Por: Gabriela Gallo

CFM prepara recurso sobre aborto em casos de estupro

Assistolia fetal é um método de interrupção da gravidez | Foto: Freepik

A decisão do ministro do Supremo Tribunal Federal (STF) Alexandre de Moraes de derrubar uma resolução do Conselho Federal de Medicina (CFM), sobre um procedimento usado em casos de aborto legal, gerou polêmica. Na última sexta-feira (17), o magistrado suspendeu uma resolução do Conselho que proibia na rede pública médicos de realizarem o procedimento "assistolia fetal", usado em procedimentos de aborto legal em casos de estupro. Moraes acatou um pedido da Arguição de Descumprimento de Preceito Fundamental (ADPF) nº 1141 encaminhada ao STF pelo Psol. O CFM disse que irá recorrer da decisão, classificando o procedimento clínico como “profundamente antiético e perigoso em termos profissionais”.

Na prática, a suspensão tem efeito imediato até que a Suprema Corte chegue a uma conclusão sobre a ação do Psol. O plenário do STF irá julgar o caso em plenário virtual de 31 de maio a 10 de junho.

Assistolia fetal é um procedimento médico recomendado pela Organização Mundial da Saúde (OMS) para interromper gestações de mulheres com mais de 22 semanas de gravidez. O procedimento é uma injeção de produtos que induz à parada do batimento do coração do feto antes que ele seja retirado do útero da mulher.

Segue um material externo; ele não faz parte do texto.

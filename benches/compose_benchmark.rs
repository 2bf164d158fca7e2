//! Benchmarks for document composition.
//!
//! Run with: cargo bench

use criterion::{black_box, criterion_group, criterion_main, BenchmarkId, Criterion};
use docsmith::{compose_batch, compose_with_options, ComposeOptions, ComposeRequest};
use serde_json::{json, Value};

fn proposal_data(phases: usize) -> Value {
    let phases: Vec<Value> = (0..phases)
        .map(|i| json!({ "name": format!("Phase {}", i + 1), "duration": "2 weeks" }))
        .collect();
    let pricing: Vec<Value> = (0..phases.len())
        .map(|i| json!({ "item": format!("Phase {}", i + 1), "cost": 5000 + i * 250 }))
        .collect();
    json!({
        "projectName": "Atlas",
        "clientCompany": "Acme",
        "phases": phases,
        "pricing": pricing
    })
}

fn invoice_data(items: usize) -> Value {
    let items: Vec<Value> = (0..items)
        .map(|i| json!({ "description": format!("Task {}", i), "hours": 1 + i % 8, "rate": 120 }))
        .collect();
    json!({ "items": items, "taxRate": 8.5 })
}

fn bench_proposal(c: &mut Criterion) {
    let mut group = c.benchmark_group("proposal");
    for phases in [0, 10, 50] {
        let data = proposal_data(phases);
        group.bench_with_input(BenchmarkId::new("parallel", phases), &data, |b, data| {
            let options = ComposeOptions::default();
            b.iter(|| compose_with_options("proposal", black_box(data), &options))
        });
        group.bench_with_input(BenchmarkId::new("sequential", phases), &data, |b, data| {
            let options = ComposeOptions::default().sequential();
            b.iter(|| compose_with_options("proposal", black_box(data), &options))
        });
    }
    group.finish();
}

fn bench_invoice(c: &mut Criterion) {
    let data = invoice_data(500);
    let options = ComposeOptions::default();
    c.bench_function("invoice_500_items", |b| {
        b.iter(|| compose_with_options("invoice", black_box(&data), &options))
    });
}

fn bench_batch(c: &mut Criterion) {
    let requests: Vec<ComposeRequest> = (0..32)
        .map(|i| match i % 3 {
            0 => ComposeRequest::new("proposal", proposal_data(5)),
            1 => ComposeRequest::new("invoice", invoice_data(20)),
            _ => ComposeRequest::new("blog", json!({ "title": format!("Post {}", i) })),
        })
        .collect();
    let options = ComposeOptions::default();
    c.bench_function("batch_32", |b| {
        b.iter(|| compose_batch(black_box(&requests), &options))
    });
}

criterion_group!(benches, bench_proposal, bench_invoice, bench_batch);
criterion_main!(benches);
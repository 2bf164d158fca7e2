//! Rendering module: composition of section pages into a document, plus
//! JSON and plain-text views of a composed document.

mod compose;
mod json;
pub mod lint;
pub mod markup;
mod options;
mod stylesheet;
mod text;

pub use compose::{
    compose, compose_batch, compose_document, compose_with_options, ComposeRequest, Composer,
};
pub use json::{page_listing, to_json, JsonFormat};
pub use options::{ComposeOptions, DateStyle, Layout};
pub use stylesheet::stylesheet;
pub use text::{to_text, visible_text};
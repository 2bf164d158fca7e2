//! Document schema types.
//!
//! This module defines the stable schema shared by the section generators,
//! the registry and the composition driver: which kinds of documents exist,
//! which sections a document can be made of, and what a rendered document
//! looks like once its pages have been assembled.

mod document;
mod page;
mod section;

pub use document::{DocumentType, RenderedDocument};
pub use page::Page;
pub use section::SectionId;

/// The loosely-typed input of every render.
///
/// Owned by the caller; generators only ever borrow it.
pub type DataObject = serde_json::Value;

“Optar pela atitude irreversível de sentenciar ao término uma vida humana potencialmente viável fere princípios basilares da medicina e da vida em sociedade”, acusou o Conselho Federal de Medicina.

A Constituição Federal proíbe o aborto no Brasil, com exceção de gravidez causada pelo crime de estupro e se for constatado que o feto é anencefálico. O debate acerca da descriminalização, ou legalização, do aborto é um tema complexo, que bate com a pauta de costumes.

Entenda

Em 21 de março, o Conselho Federal de Medicina publicou a resolução nº 2.378 proibindo a “assistolia fetal”, necessária para a realização de abortos que não gerem um risco à vida da mulher. O CFM declarou que a eliminação das vidas humanas viáveis promovidas por uma permissividade indevida deste procedimento configura “claro desrespeito a gerações posteriores”, colocando em perigo a identidade profissional da medicina, já que pode abrir margem para consequências diversas que precisam de melhor análise ética, profissional, científica e social.

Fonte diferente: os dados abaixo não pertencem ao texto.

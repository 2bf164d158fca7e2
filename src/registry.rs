//! Document type registry.
//!
//! Maps every [`DocumentType`] to its ordered list of sections and to its
//! default content: the composition of an empty data object. The built-in
//! table is built once per process and never changes afterwards.
//!
//! # Example
//!
//! ```
//! use docsmith::registry::registry;
//! use docsmith::{DocumentType, SectionId};
//!
//! let sections = registry().sections(DocumentType::Invoice);
//! assert_eq!(sections.first(), Some(&SectionId::InvoiceHeader));
//! ```

use crate::error::{Error, Result};
use crate::model::{DocumentType, RenderedDocument, SectionId};
use crate::render::{ComposeOptions, Composer};
use serde_json::Value;
use std::collections::HashSet;
use std::sync::OnceLock;

const PROPOSAL: &[SectionId] = &[
    SectionId::Cover,
    SectionId::TableOfContents,
    SectionId::ExecutiveSummary,
    SectionId::CompanyOverview,
    SectionId::ClientBackground,
    SectionId::ProblemStatement,
    SectionId::Objectives,
    SectionId::ScopeOfWork,
    SectionId::SolutionOverview,
    SectionId::Architecture,
    SectionId::TechnologyStack,
    SectionId::Features,
    SectionId::Methodology,
    SectionId::Timeline,
    SectionId::Milestones,
    SectionId::Team,
    SectionId::RolesResponsibilities,
    SectionId::QualityAssurance,
    SectionId::SecurityCompliance,
    SectionId::RiskMatrix,
    SectionId::CommunicationPlan,
    SectionId::Pricing,
    SectionId::PaymentTerms,
    SectionId::SupportMaintenance,
    SectionId::CaseStudies,
    SectionId::Assumptions,
    SectionId::LegalTerms,
    SectionId::Acceptance,
];

const OFFER_LETTER: &[SectionId] = &[
    SectionId::Letterhead,
    SectionId::OfferDetails,
    SectionId::Compensation,
    SectionId::Benefits,
    SectionId::OfferTerms,
    SectionId::OfferAcceptance,
];

const INVOICE: &[SectionId] = &[
    SectionId::InvoiceHeader,
    SectionId::BillTo,
    SectionId::LineItems,
    SectionId::InvoiceTotals,
    SectionId::PaymentDetails,
    SectionId::InvoiceNotes,
];

const TERMINATION_LETTER: &[SectionId] = &[
    SectionId::Letterhead,
    SectionId::TerminationNotice,
    SectionId::FinalSettlement,
    SectionId::ReturnOfProperty,
    SectionId::TerminationAcknowledgement,
];

const DOCUMENTATION: &[SectionId] = &[
    SectionId::ArticleHeader,
    SectionId::TableOfContents,
    SectionId::ArticleBody,
    SectionId::References,
];

const PAGE: &[SectionId] = &[SectionId::ArticleHeader, SectionId::ArticleBody];

const BLOG: &[SectionId] = &[
    SectionId::ArticleHeader,
    SectionId::ArticleBody,
    SectionId::AuthorBio,
];

/// Built-in section list for a document type.
fn builtin_outline(document_type: DocumentType) -> &'static [SectionId] {
    match document_type {
        DocumentType::Proposal => PROPOSAL,
        DocumentType::OfferLetter => OFFER_LETTER,
        DocumentType::Invoice => INVOICE,
        DocumentType::TerminationLetter => TERMINATION_LETTER,
        DocumentType::Documentation => DOCUMENTATION,
        DocumentType::Page => PAGE,
        DocumentType::Blog => BLOG,
    }
}

/// A registered document type.
#[derive(Debug, Clone)]
pub struct DocumentTemplate {
    /// Type this template describes
    pub document_type: DocumentType,

    /// Sections in page order
    pub sections: Vec<SectionId>,

    /// Composition of the empty data object
    pub default_content: RenderedDocument,
}

impl DocumentTemplate {
    fn build(document_type: DocumentType, sections: Vec<SectionId>, composer: &Composer) -> Self {
        let empty = Value::Object(Default::default());
        let default_content = match composer.compose(document_type, &sections, &empty) {
            Ok(doc) => doc,
            Err(e) => {
                log::error!("Default content for {} failed: {}", document_type, e);
                RenderedDocument::new(document_type, Vec::new(), String::new())
            }
        };
        Self {
            document_type,
            sections,
            default_content,
        }
    }
}

/// Registry of document types.
///
/// Templates are stored in [`DocumentType::ALL`] order, one per type, and
/// are indexed by the type's declaration position.
#[derive(Debug, Clone)]
pub struct Registry {
    templates: Vec<DocumentTemplate>,
    composer: Composer,
}

impl Registry {
    /// Build the built-in table with default compose options.
    pub fn builtin() -> Self {
        Self::builtin_with_options(ComposeOptions::default())
    }

    /// Build the built-in table; default contents are composed with `options`.
    pub fn builtin_with_options(options: ComposeOptions) -> Self {
        // Sequential: first use may happen inside a rayon task, and work
        // stealing during initialisation could re-enter `registry()`.
        let composer = Composer::new(options.sequential());
        let templates = DocumentType::ALL
            .iter()
            .map(|t| DocumentTemplate::build(*t, builtin_outline(*t).to_vec(), &composer))
            .collect();
        Self {
            templates,
            composer,
        }
    }

    /// Replace the section list of one type and recompute its default content.
    pub fn with_outline(mut self, document_type: DocumentType, sections: Vec<SectionId>) -> Self {
        let template = DocumentTemplate::build(document_type, sections, &self.composer);
        self.templates[document_type as usize] = template;
        self
    }

    /// Check the table: every type present exactly once, in declaration
    /// order, each with at least one section and no section listed twice.
    pub fn validate(&self) -> Result<()> {
        if self.templates.len() != DocumentType::ALL.len() {
            return Err(Error::Registry(format!(
                "expected {} document types, found {}",
                DocumentType::ALL.len(),
                self.templates.len()
            )));
        }
        for (expected, template) in DocumentType::ALL.iter().zip(&self.templates) {
            if template.document_type != *expected {
                return Err(Error::Registry(format!(
                    "document type {} is missing or out of order",
                    expected
                )));
            }
            if template.sections.is_empty() {
                return Err(Error::Registry(format!(
                    "document type {} has no sections",
                    template.document_type
                )));
            }
            let mut seen = HashSet::new();
            for section in &template.sections {
                if !seen.insert(section) {
                    return Err(Error::Registry(format!(
                        "section {} is listed twice in {}",
                        section, template.document_type
                    )));
                }
            }
        }
        Ok(())
    }

    /// Resolve a document type id.
    pub fn lookup(&self, type_id: &str) -> Result<DocumentType> {
        type_id.parse()
    }

    /// Registered types in declaration order.
    pub fn document_types(&self) -> Vec<DocumentType> {
        self.templates.iter().map(|t| t.document_type).collect()
    }

    /// Template for a type.
    pub fn template(&self, document_type: DocumentType) -> &DocumentTemplate {
        &self.templates[document_type as usize]
    }

    /// Ordered section list of a type.
    pub fn sections(&self, document_type: DocumentType) -> &[SectionId] {
        &self.template(document_type).sections
    }

    /// Ordered section list of a type id.
    pub fn sections_for(&self, type_id: &str) -> Result<&[SectionId]> {
        Ok(self.sections(self.lookup(type_id)?))
    }

    /// Default content of a type, composed from the empty data object.
    pub fn default_content(&self, document_type: DocumentType) -> &RenderedDocument {
        &self.template(document_type).default_content
    }

    /// Default content of a type id.
    pub fn default_content_for(&self, type_id: &str) -> Result<&RenderedDocument> {
        Ok(self.default_content(self.lookup(type_id)?))
    }
}

impl Default for Registry {
    fn default() -> Self {
        Self::builtin()
    }
}

static REGISTRY: OnceLock<Registry> = OnceLock::new();

/// The process-wide built-in registry.
pub fn registry() -> &'static Registry {
    REGISTRY.get_or_init(|| {
        let registry = Registry::builtin();
        let validation = registry.validate();
        if let Err(ref e) = validation {
            log::error!("Built-in registry is invalid: {}", e);
        }
        debug_assert!(validation.is_ok(), "built-in registry is invalid: {:?}", validation);
        log::debug!(
            "Registry ready with {} document types",
            registry.templates.len()
        );
        registry
    })
}

#[cfg(test)]
mod tests {
    use super::*;

    #[test]
    fn test_builtin_is_valid() {
        assert!(Registry::builtin().validate().is_ok());
        assert!(registry().validate().is_ok());
    }

    #[test]
    fn test_proposal_outline() {
        let sections = registry().sections(DocumentType::Proposal);
        assert_eq!(sections.len(), 28);
        assert_eq!(sections[0], SectionId::Cover);
        assert_eq!(sections[27], SectionId::Acceptance);
    }

    #[test]
    fn test_shared_sections() {
        let r = registry();
        assert!(r.sections(DocumentType::OfferLetter).contains(&SectionId::Letterhead));
        assert!(r.sections(DocumentType::TerminationLetter).contains(&SectionId::Letterhead));
        assert!(r.sections(DocumentType::Documentation).contains(&SectionId::TableOfContents));
    }

    #[test]
    fn test_lookup() {
        let r = registry();
        assert_eq!(r.lookup("offer_letter").unwrap(), DocumentType::OfferLetter);
        assert_eq!(r.lookup("Invoice").unwrap(), DocumentType::Invoice);
        assert!(matches!(
            r.lookup("memo"),
            Err(Error::UnknownDocumentType(id)) if id == "memo"
        ));
    }

    #[test]
    fn test_default_content_matches_outline() {
        let r = registry();
        for t in r.document_types() {
            let doc = r.default_content(t);
            assert_eq!(doc.section_ids(), r.sections(t).to_vec());
            assert!(!doc.is_empty());
        }
    }

    #[test]
    fn test_lookup_by_id() {
        let r = registry();
        assert_eq!(r.sections_for("blog").unwrap().len(), 3);
        assert!(r.default_content_for("invoice").unwrap().contains("page-line-items"));
        assert!(r.default_content_for("memo").is_err());
    }

    #[test]
    fn test_validate_rejects_empty_outline() {
        let registry = Registry::builtin().with_outline(DocumentType::Blog, Vec::new());
        assert!(matches!(registry.validate(), Err(Error::Registry(_))));
    }

    #[test]
    fn test_validate_rejects_duplicates() {
        let registry = Registry::builtin().with_outline(
            DocumentType::Page,
            vec![SectionId::ArticleBody, SectionId::ArticleBody],
        );
        let err = registry.validate().unwrap_err();
        assert!(err.to_string().contains("article-body"));
    }
}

“Veja que os fundamentos utilizados pelo Conselho Federal de Medicina não são jurídicos, mas são muito mais subjetivos e com base em princípios. Tanto é que a resolução está em desacordo com o artigo 128 do Código Penal, em seu inciso segundo, que diz que o aborto praticado pelo médico não será punido se a gravidez resulta de estupro, e que o aborto é precedido de consentimento da gestante – ou quando incapaz, de seu representante legal”, disse a advogada especialista em direito médico e da saúde Giovanna Salomão ao Correio da Manhã.

Após a resolução do CFM, o Psol e entidades do setor de saúde entraram com ações no Supremo para derrubar a medida. Na ação, eles alegaram que a proibição da assistolia é “uma violência adicional contra crianças e mulheres estupradas”. Moraes julgou abuso de poder do Conselho Federal de Medicina, alegando que o Conselho ultrapassou sua competência regulamentar ao impor que, tanto o profissional de medicina quanto a gestante vítima de um estupro, devam ter uma restrição de direitos não prevista em lei.

Questionada pela reportagem, a advogada especialista em direito médico e da saúde destaca que, por mais que o Brasil seja um país laico, os fundamentos religiosos definem a formação e discussão acerca da Constituição.

“A vontade e autonomia da mulher não são levados em consideração, haja vista que se preocupa muito mais com o feto do que com a própria vida existente. Infelizmente a interpretação da bíblia pelo homem fez com que gerasse um patamar de superioridade masculina e inferioridade feminina. De forma que eu arrisco dizer que, caso o homem fosse responsável por gerar a vida de uma criança, o aborto já teria sido legalizado”, declarou Salomão.